期刊名称:Proceedings of the National Academy of Sciences
印刷版ISSN:0027-8424
电子版ISSN:1091-6490
出版年度:1974
卷号:71
期号:11
页码:4425-4428
DOI:10.1073/pnas.71.11.4425
语种:English
出版社:The National Academy of Sciences of the United States of America
摘要:A new form of RNA polymerase, termed RNA polymerase III, has been recognized as a large fraction of the rifampicin-sensitive enzyme in E. coli. It is physically separable from RNA polymerase (holoenzyme, RNA polymerase I) by gel filtration and is distinguished by its capacity to discriminate between M13 and {phi}X174 viral DNA templates in priming DNA synthesis. This template specificity is manifested only with saturating levels of DNA unwinding protein and characterizes the priming of DNA synthesis on viral single strands in cell-free extracts and in vivo.

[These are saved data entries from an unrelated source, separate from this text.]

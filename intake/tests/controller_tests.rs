mod common;

use std::time::Duration;

use common::{FakeDevices, FakeStream, ScriptedService, TokioTimer, response, solid_frame};
use intake::config::AcceptPolicy;
use intake::controller::Operation;
use intake::{
    AcquisitionController, AcquisitionError, AcquisitionState, CameraPhase, CandidateSource,
    CaptureError, Completion, ConstraintKind, ContractViolation, DetectionError, DetectionPipeline,
    Effect, EffectRunner, FileMetadata, Handoff, IntakeConfig, Outcome, Selection, StateKind,
    Ticket,
};

const MIB: u64 = 1024 * 1024;

type Runner = EffectRunner<FakeDevices, ScriptedService, TokioTimer>;

fn controller() -> AcquisitionController<FakeStream> {
    AcquisitionController::new(&IntakeConfig::default())
}

fn runner(devices: &FakeDevices, service: &ScriptedService) -> Runner {
    EffectRunner::new(
        devices.clone(),
        DetectionPipeline::new(service.clone(), TokioTimer, Duration::from_secs(5)),
    )
}

fn read_ticket(selection: Selection) -> Ticket {
    match selection {
        Selection::ReadBytes(ticket) => ticket,
        Selection::Rejected(validation) => panic!("unexpected rejection: {validation:?}"),
    }
}

fn load_jpeg(controller: &mut AcquisitionController<FakeStream>, name: &str) {
    let ticket = read_ticket(
        controller
            .select_file(FileMetadata::new(name, "image/jpeg", 2 * MIB))
            .unwrap(),
    );
    assert_eq!(controller.file_loaded(ticket, Ok(vec![0xFF, 0xD8, 0xFF])), Outcome::Applied);
}

async fn open_streaming(
    controller: &mut AcquisitionController<FakeStream>,
    runner: &Runner,
) {
    let effect = controller.open_camera().unwrap().expect("acquire effect");
    let completion = runner.run(effect).await;
    assert_eq!(controller.complete(completion), Outcome::Applied);
    assert!(controller.live_detection().is_some());
}

#[tokio::test]
async fn test_file_scenario_through_completion() {
    let devices = FakeDevices::granting(solid_frame(4, 4));
    let service = ScriptedService::answering(vec![Ok(response("Eczema", 94.5))]);
    let runner = runner(&devices, &service);
    let mut controller = controller();

    let selection = controller
        .select_file(FileMetadata::new("arm.png", "image/png", 12 * MIB))
        .unwrap();
    assert!(matches!(selection, Selection::Rejected(ref v) if v.kinds() == vec![ConstraintKind::Size]));
    assert_eq!(controller.kind(), StateKind::Invalid);

    let selection = controller
        .select_file(FileMetadata::new("rash.gif", "image/gif", 2_000_000))
        .unwrap();
    assert!(matches!(selection, Selection::Rejected(ref v) if v.kinds() == vec![ConstraintKind::Type]));

    load_jpeg(&mut controller, "mole.jpg");
    let candidate = controller.state().candidate().expect("ready candidate");
    assert!(candidate.preview().data_url.starts_with("data:image/jpeg;base64,"));
    assert_eq!(controller.kind(), StateKind::Ready);

    let effect = controller.analyze().unwrap();
    assert_eq!(controller.kind(), StateKind::Analyzing);

    let again = controller.analyze().unwrap_err();
    assert_eq!(
        again,
        ContractViolation {
            operation: Operation::Analyze,
            state: StateKind::Analyzing
        }
    );
    assert_eq!(controller.kind(), StateKind::Analyzing);

    let outcome = controller.complete(runner.run(effect).await);
    let Outcome::Handoff(Handoff::Completed(report)) = outcome else {
        panic!("expected completed handoff, got {outcome:?}");
    };
    assert_eq!(report.result.condition_label, "Eczema");
    assert_eq!(report.result.confidence_percent, 94.5);
    assert_eq!(report.source, CandidateSource::File { name: "mole.jpg".into() });

    match controller.state() {
        AcquisitionState::Complete { result, candidate } => {
            assert_eq!(result.condition_label, "Eczema");
            assert_eq!(candidate.id(), report.candidate_id);
        }
        other => panic!("expected Complete, got {other:?}"),
    }
    assert_eq!(service.requests()[0].mime_type, "image/jpeg");
}

#[test]
fn test_clear_discards_pending_read() {
    let mut controller = controller();
    let ticket = read_ticket(
        controller
            .select_file(FileMetadata::new("mole.jpg", "image/jpeg", 1024))
            .unwrap(),
    );
    assert_eq!(controller.kind(), StateKind::Validating);

    controller.clear();
    assert_eq!(controller.kind(), StateKind::Empty);

    assert_eq!(controller.file_loaded(ticket, Ok(vec![1, 2, 3])), Outcome::Discarded);
    assert_eq!(controller.kind(), StateKind::Empty);
    assert!(controller.state().candidate().is_none());
}

#[test]
fn test_newer_selection_wins_over_older_read() {
    let mut controller = controller();
    let first = read_ticket(
        controller
            .select_file(FileMetadata::new("first.jpg", "image/jpeg", 10))
            .unwrap(),
    );
    let second = read_ticket(
        controller
            .select_file(FileMetadata::new("second.png", "image/png", 10))
            .unwrap(),
    );
    assert!(second > first);

    assert_eq!(controller.file_loaded(first, Ok(vec![1])), Outcome::Discarded);
    assert_eq!(controller.file_loaded(second, Ok(vec![2])), Outcome::Applied);
    let candidate = controller.state().candidate().unwrap();
    assert_eq!(candidate.display_name(), "second.png");
}

#[test]
fn test_loaded_bytes_are_checked_against_the_ceiling() {
    let config = IntakeConfig {
        accept: AcceptPolicy {
            max_file_bytes: 8,
            ..AcceptPolicy::default()
        },
        ..IntakeConfig::default()
    };
    let mut controller: AcquisitionController<FakeStream> = AcquisitionController::new(&config);
    let ticket = read_ticket(
        controller
            .select_file(FileMetadata::new("liar.jpg", "image/jpeg", 4))
            .unwrap(),
    );
    controller.file_loaded(ticket, Ok(vec![0; 16]));

    match controller.state() {
        AcquisitionState::Invalid { rejected } => {
            assert_eq!(rejected.validation.kinds(), vec![ConstraintKind::Size]);
            assert_eq!(rejected.file.size_bytes, 16);
        }
        other => panic!("expected Invalid, got {other:?}"),
    }
}

#[test]
fn test_read_failure_is_reported_as_violation() {
    let mut controller = controller();
    let ticket = read_ticket(
        controller
            .select_file(FileMetadata::new("gone.jpg", "image/jpeg", 10))
            .unwrap(),
    );
    controller.file_loaded(ticket, Err("file was removed".into()));

    match controller.state() {
        AcquisitionState::Invalid { rejected } => {
            assert_eq!(rejected.validation.kinds(), vec![ConstraintKind::Read]);
        }
        other => panic!("expected Invalid, got {other:?}"),
    }
    assert!(controller.analyze().is_err());
}

#[test]
fn test_analyze_outside_ready_is_rejected_without_state_change() {
    let mut controller = controller();
    let err = controller.analyze().unwrap_err();
    assert_eq!(err.state, StateKind::Empty);
    assert_eq!(controller.kind(), StateKind::Empty);

    controller
        .select_file(FileMetadata::new("x.gif", "image/gif", 10))
        .unwrap();
    let before = controller.state().clone();
    let err = controller.analyze().unwrap_err();
    assert_eq!(err.state, StateKind::Invalid);
    assert_eq!(controller.state(), &before);
}

#[tokio::test]
async fn test_open_camera_discards_candidate() {
    let devices = FakeDevices::granting(solid_frame(8, 6));
    let runner = runner(&devices, &ScriptedService::default());
    let mut controller = controller();
    load_jpeg(&mut controller, "mole.jpg");

    let effect = controller.open_camera().unwrap().unwrap();
    assert!(matches!(effect, Effect::AcquireStream { .. }));
    assert_eq!(controller.kind(), StateKind::CameraOpen);
    assert!(controller.state().candidate().is_none());

    controller.complete(runner.run(effect).await);
    assert!(controller.camera_active());
    assert_eq!(devices.active_streams(), 1);
    assert!(controller.state().candidate().is_none());

    // Opening again while open is a no-op.
    assert_eq!(controller.open_camera().unwrap(), None);
    assert_eq!(devices.requests(), 1);
}

#[tokio::test]
async fn test_denied_camera_reverts_to_empty() {
    let devices = FakeDevices::denying("Permission denied");
    let runner = runner(&devices, &ScriptedService::default());
    let mut controller = controller();

    let effect = controller.open_camera().unwrap().unwrap();
    let outcome = controller.complete(runner.run(effect).await);

    assert!(matches!(
        outcome,
        Outcome::Surfaced(AcquisitionError::CameraUnavailable(ref denied)) if denied.reason == "Permission denied"
    ));
    assert_eq!(controller.kind(), StateKind::Empty);
    assert!(!controller.camera_active());
    assert_eq!(devices.active_streams(), 0);

    // The user may retry.
    assert!(controller.open_camera().unwrap().is_some());
}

RNA polymerase III has less than 5% of the specific activity of RNA polymerase I in transcribing duplex DNA of phages {lambda} and T4, salmon sperm DNA, and the copolymer poly[d(A-T)]. Rifampicin inactivation of RNA polymerase III releases a factor, presumably a small subunit, which can be isolated and used to confer on RNA polymerase I the properties of III, namely, discrimination between M13 and {phi}X174 templates in priming DNA synthesis, and a relative inability to transcribe duplex DNA.